Nicholas Hytner's ground-breaking 1992 revival of Carousel at the National Theatre helped redefine classic musical theatre, dusting off the preconceptions associated with the musical and forcing a modern viewpoint for the characters and situation to be addressed. Using the expansive size of the Olivier Theatre, the metaphysical questions were placed front and centre, and instead of considering the show as a staple of amateur and stock companies, audiences sat up and paid attention to its deep emotional core. Hytner not only managed a 'coup de theatre' within the first ten minutes, throughout the glorious Prologue but also managed to re-evaluate the key moments, particularly Louise's ballet in the second act, performed in front of a skeleton of the carousel itself.
The production was universally acclaimed and saw Olivier Awards for Michael Hayden, Joanna Riding and Janie Dee, transferring to the West End produced by Cameron Mackintosh. It later moved to the Vivian Beaumont Theatre at the Lincoln Centre in New York, winning the Tony Award for Best Revival of a Musical and redefining how the show was considered by audiences. Hytner's production for many became the 'gold standard', and a revival at the Savoy Theatre in 2008 shouldered much of this comparison, offering a serviceable yet efficient retelling that showcased the musical once again in the commercial West End. I found myself personally most moved by a daring revival at the tiny Arcola Theatre in east London in 2014 that helped reinvent the show once more and draw out the emotional heart of the material.
The strength of the GradeLinnit Company's ENO musicals, which have included Sweeney Todd and Sunset Boulevard, is the emphasis the revivals place on the score within the 'semi-staged' nature of the productions.
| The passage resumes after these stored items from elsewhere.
//! Inner stabilization loop (D1).
//!
//! Drives the tilt error to zero. Output is battery-compensated, ramped in by
//! a soft start after every engage and watched for sustained saturation.

use balance_common::consts::DUTY_LIMIT;
use balance_common::control_unit::config::BalanceConfig;

use super::filters::IirFilter;
use crate::safety::saturation::SaturationMonitor;

/// Result of one D1 step.
#[derive(Debug, Clone, Copy, Default, PartialEq)]
pub struct InnerOutput {
    /// Clamped, soft-start-scaled drive command in [-1, 1].
    pub command: f64,
    /// Soft-start multiplier applied this tick.
    pub soft_start: f64,
    /// Saturation timeout reached; the supervisor must disengage.
    pub saturation_fault: bool,
}

// ─── Soft Start ─────────────────────────────────────────────────────

/// Linear 0 → 1 ramp applied to the D1 output after engage.
#[derive(Debug, Clone, Copy)]
pub struct SoftStart {
    step: f64,
    ticks: u32,
}

impl SoftStart {
    pub const fn new(step: f64) -> Self {
        Self { step, ticks: 0 }
    }

    #[inline]
    pub fn reset(&mut self) {
        self.ticks = 0;
    }

    /// Current multiplier: `min(ticks · step, 1)`.
    #[inline]
    pub fn value(&self) -> f64 {
        (f64::from(self.ticks) * self.step).min(1.0)
    }

    #[inline]
    pub fn advance(&mut self) {
        if self.value() < 1.0 {
            self.ticks += 1;
        }
    }

    /// Ticks from reset until the multiplier reaches 1.
    pub fn ticks_to_full(&self) -> u32 {
        (1.0 / self.step).ceil() as u32
    }
}

// ─── D1 ─────────────────────────────────────────────────────────────

/// D1 controller state.
#[derive(Debug, Clone)]
pub struct InnerLoop {
    filter: IirFilter,
    soft_start: SoftStart,
    saturation: SaturationMonitor,
    v_nominal: f64,
}

impl InnerLoop {
    pub fn new(config: &BalanceConfig) -> Self {
        Self {
            filter: IirFilter::from_coefficients(&config.inner.filter),
            soft_start: SoftStart::new(config.inner.soft_start_step),
            saturation: SaturationMonitor::new(
                config.inner.saturation_threshold,
                config.saturation_limit_ticks(),
            ),
            v_nominal: config.battery.v_nominal,
        }
    }

    /// Clear filter history, restart the soft start and the saturation count.
    pub fn reset(&mut self) {
        self.filter.reset();
        self.soft_start.reset();
        self.saturation.reset();
    }

    /// One D1 tick. `v_batt` must already be a plausible voltage.
    pub fn step(&mut self, setpoint_tilt: f64, tilt: f64, v_batt: f64) -> InnerOutput {
        let error = setpoint_tilt - tilt;
        let gain = self.filter.gain() * self.v_nominal / v_batt;
        let raw = self.filter.march_with_gain(error, gain);

        let soft_start = self.soft_start.value();
        let command = (raw * soft_start).clamp(-DUTY_LIMIT, DUTY_LIMIT);
        self.soft_start.advance();

        InnerOutput {
            command,
            soft_start,
            saturation_fault: self.saturation.observe(command),
        }
    }

    #[inline]
    pub fn saturation(&self) -> &SaturationMonitor {
        &self.saturation
    }
}
//! Prelude module for common re-exports.
//!
//! ```rust
//! use balance_common::prelude::*;
//! ```

// ─── Configuration ──────────────────────────────────────────────────
pub use crate::config::{ConfigError, ConfigLoader};
pub use crate::control_unit::config::{BalanceConfig, FilterCoefficients, Preset};

// ─── State ──────────────────────────────────────────────────────────
pub use crate::control_unit::state::{ControlState, RunState};

// ─── HAL ────────────────────────────────────────────────────────────
pub use crate::hal::driver::{
    Button, DriverFactory, Encoders, HalDriver, HalError, HalHandles, ImuSource, Indicator,
    Motors, SampleHandler, VoltageSensor,
};
pub use crate::hal::types::{ImuSample, Led};
//! Simulation driver implementation.
//!
//! The `SimulationDriver` implements the `HalDriver` trait by handing out
//! simulated peripherals that all act on one shared [`SimWorld`].

use std::sync::Arc;

use balance_common::control_unit::config::BalanceConfig;
use balance_common::hal::driver::{HalDriver, HalError, HalHandles, Motors};
use parking_lot::Mutex;
use tracing::info;

use super::devices::{CHANNELS, SimDevices, SimImu, SimWorld};
use super::hand::HandParams;
use super::plant::PlantParams;

/// Simulation driver implementing the HalDriver trait.
pub struct SimulationDriver {
    name: &'static str,
    version: &'static str,
    plant: PlantParams,
    hand: HandParams,
    devices: Option<Arc<SimDevices>>,
}

impl SimulationDriver {
    /// Create a new simulation driver with default physics.
    pub fn new() -> Self {
        Self::with_params(PlantParams::default(), HandParams::default())
    }

    /// Create a simulation driver with custom physics and operator script.
    pub fn with_params(plant: PlantParams, hand: HandParams) -> Self {
        Self {
            name: super::DRIVER_NAME,
            version: env!("CARGO_PKG_VERSION"),
            plant,
            hand,
            devices: None,
        }
    }

    /// Peripherals handed out by the last `init()`.
    pub fn devices(&self) -> Option<&Arc<SimDevices>> {
        self.devices.as_ref()
    }
}

impl Default for SimulationDriver {
    fn default() -> Self {
        Self::new()
    }
}

impl HalDriver for SimulationDriver {
    fn name(&self) -> &'static str {
        self.name
    }

    fn version(&self) -> &'static str {
        self.version
    }

    fn init(&mut self, config: &BalanceConfig) -> Result<HalHandles, HalError> {
        let wiring = &config.wiring;
        for (what, channel) in [
            ("motor_channel_l", wiring.motor_channel_l),
            ("motor_channel_r", wiring.motor_channel_r),
            ("encoder_channel_l", wiring.encoder_channel_l),
            ("encoder_channel_r", wiring.encoder_channel_r),
        ] {
            if channel == 0 || channel as usize > CHANNELS {
                return Err(HalError::InitFailed(format!(
                    "{what} {channel} out of range [1, {CHANNELS}]"
                )));
            }
        }

        info!(
            "Initializing simulation driver: mount {:.3} rad, gearbox {}, {} counts/rev",
            config.mechanics.mount_angle, config.mechanics.gearbox, config.mechanics.encoder_res
        );

        let world = Arc::new(Mutex::new(SimWorld::new(
            config,
            self.plant.clone(),
            self.hand.clone(),
        )));
        let devices = Arc::new(SimDevices::new(Arc::clone(&world)));
        self.devices = Some(Arc::clone(&devices));

        Ok(HalHandles {
            imu: Box::new(SimImu::new(world)),
            encoders: devices.clone(),
            motors: devices.clone(),
            voltage: devices.clone(),
            button: devices.clone(),
            leds: devices,
        })
    }

    fn shutdown(&mut self) -> Result<(), HalError> {
        info!("Shutting down simulation driver");
        if let Some(devices) = self.devices.take() {
            devices.set_all(0.0);
            devices.disable();
        }
        Ok(())
    }
}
Placing the orchestra in the centre of the stage, the score and the orchestrations form the heart of the piece and offer a genuine first-rate realisation of a classic musical score in a unique environment. Carousel may well have its detractors, but I for one relish any opportunity to see this near perfect musical in a new and glorious form.
Carousel runs at the London Coliseum from 7 April to 13 May 2017.